Masaki Ieda y colegas demostraron recientemente que la expresión de factores específicos de transcripción en fibroblastos de ratón puede motivar la trans-diferenciación de células en un cardiomiocito, como lo demuestra la expresión de la proteína verde fluorescente (GFP), diseñada de tal manera que se activa sólo en los cardiomiocitos. Las células reprogramadas alcanzan distintos niveles de identidad de cardiomiocitos, por ejemplo, un 20% tenía expresión a través de un transgen GFP, un 4% poseía expresión cardíaca de los genes del sarcómero (por ejemplo, la troponina T), y el 1% presentaba contracciones espontáneas y otras propiedades funcionales de los cardiomiocitos.

La activación de un gen reportero de restricción cardíaca, por cierto, no es lo mismo que la diferenciación cardíaca completa.
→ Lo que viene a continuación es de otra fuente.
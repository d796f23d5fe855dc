//! Ticket Wheel - Weighted wheel draft engine
//!
//! This crate turns a round of scores into rating-derived lottery tickets,
//! lays the tickets out as a spinning wheel and draws participants one at a
//! time until every one of them has been placed in the draft order.

pub mod config;
pub mod draft;
pub mod error;
pub mod rating;
pub mod source;
pub mod types;
pub mod utils;
pub mod wheel;

// Re-export commonly used types and traits
pub use error::{DraftError, Result};
pub use types::*;

// Re-export key components
pub use draft::{DraftController, DraftSession, RenderSink, TracingRenderSink};
pub use rating::{RatingNormalizer, TicketWeigher};
pub use source::{load_draft_inputs, MetrixExportSource, ParticipantSource, StaticParticipantSource};

/// Library version
pub const VERSION: &str = env!("CARGO_PKG_VERSION");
Uno debe mirar por la pérdida del fenotipo de los fibroblastos, la expresión endógena de proteínas cardíacas, y más importante, la evidencia que las células funcionan como cardiomiocitos. Con el uso simultáneo de micro-ensayos para el perfil de miles de transcripciones de ARN, el grupo de M. Ieda encontró que células GFP positivas inhibían los marcadores de fibroblastos, como los colágenos, y expresaban muchos genes cardíacos. Una minoría de células GFP positivas expresaron otros genes del sarcómero cardíaco, y una pequeña fracción de complejos fenotipos cardíacos, tales como el incremento transitorio de calcio y la caída espontánea de actividad (figura 1). Por lo tanto, un subgrupo de células reprogramadas tenían las propiedades fisiológicas de los cardiomiocitos, pero la mayoría fueron reprogramadas sólo parcialmente.

La reprogramación de los fibroblastos a cardiomiocitos tiene un enorme potencial para el tratamiento de la insuficiencia cardíaca. En teoría, los fibroblastos de una muestra de biopsia de piel, por ejemplo, podrían utilizarse en generar cardiomiocitos autólogos para la reparación de la insuficiencia cardíaca. Aún más interesante sería una reprogramación in situ de los fibroblastos en el corazón herido. Este enfoque podría redirigir estas células formadoras de cicatriz hacia la re-muscularización, eludiendo así las dificultades con la supervivencia del injerto y su integración. En efecto, in situ, los fibroblastos de infarto se han reprogramado para el músculo esquelético con el uso de MYOD1, proporcionando una importante prueba de concepto para este enfoque.

Aún queda mucho por hacer antes que esta metodología esté lista para la traducción clínica. Los hallazgos deben ser reproducidos por investigadores independientes. Sólo una pequeña minoría (alrededor del 1%) de los miocitos reprogramados parece terminar en cardiomiocitos capaces de latir, por lo que la eficiencia de la generación de unidades funcionales requiere una mejora sustancial. Se necesita de sistemas de reprogramación sin la participación de virus, y hay que saber si el estado de los cardiomiocitos inducidos persiste en el largo plazo. Por último, debemos demostrar que estas células pueden integrarse en el corazón dañado, latir de forma sincrónica con el miocardio de acogida, y restaurar la función eléctrica y contráctil. Frente a los muchos obstáculos potenciales, la capacidad de reprogramar los fibroblastos a cardiomiocitos podría revolucionar el campo de la reparación cardíaca.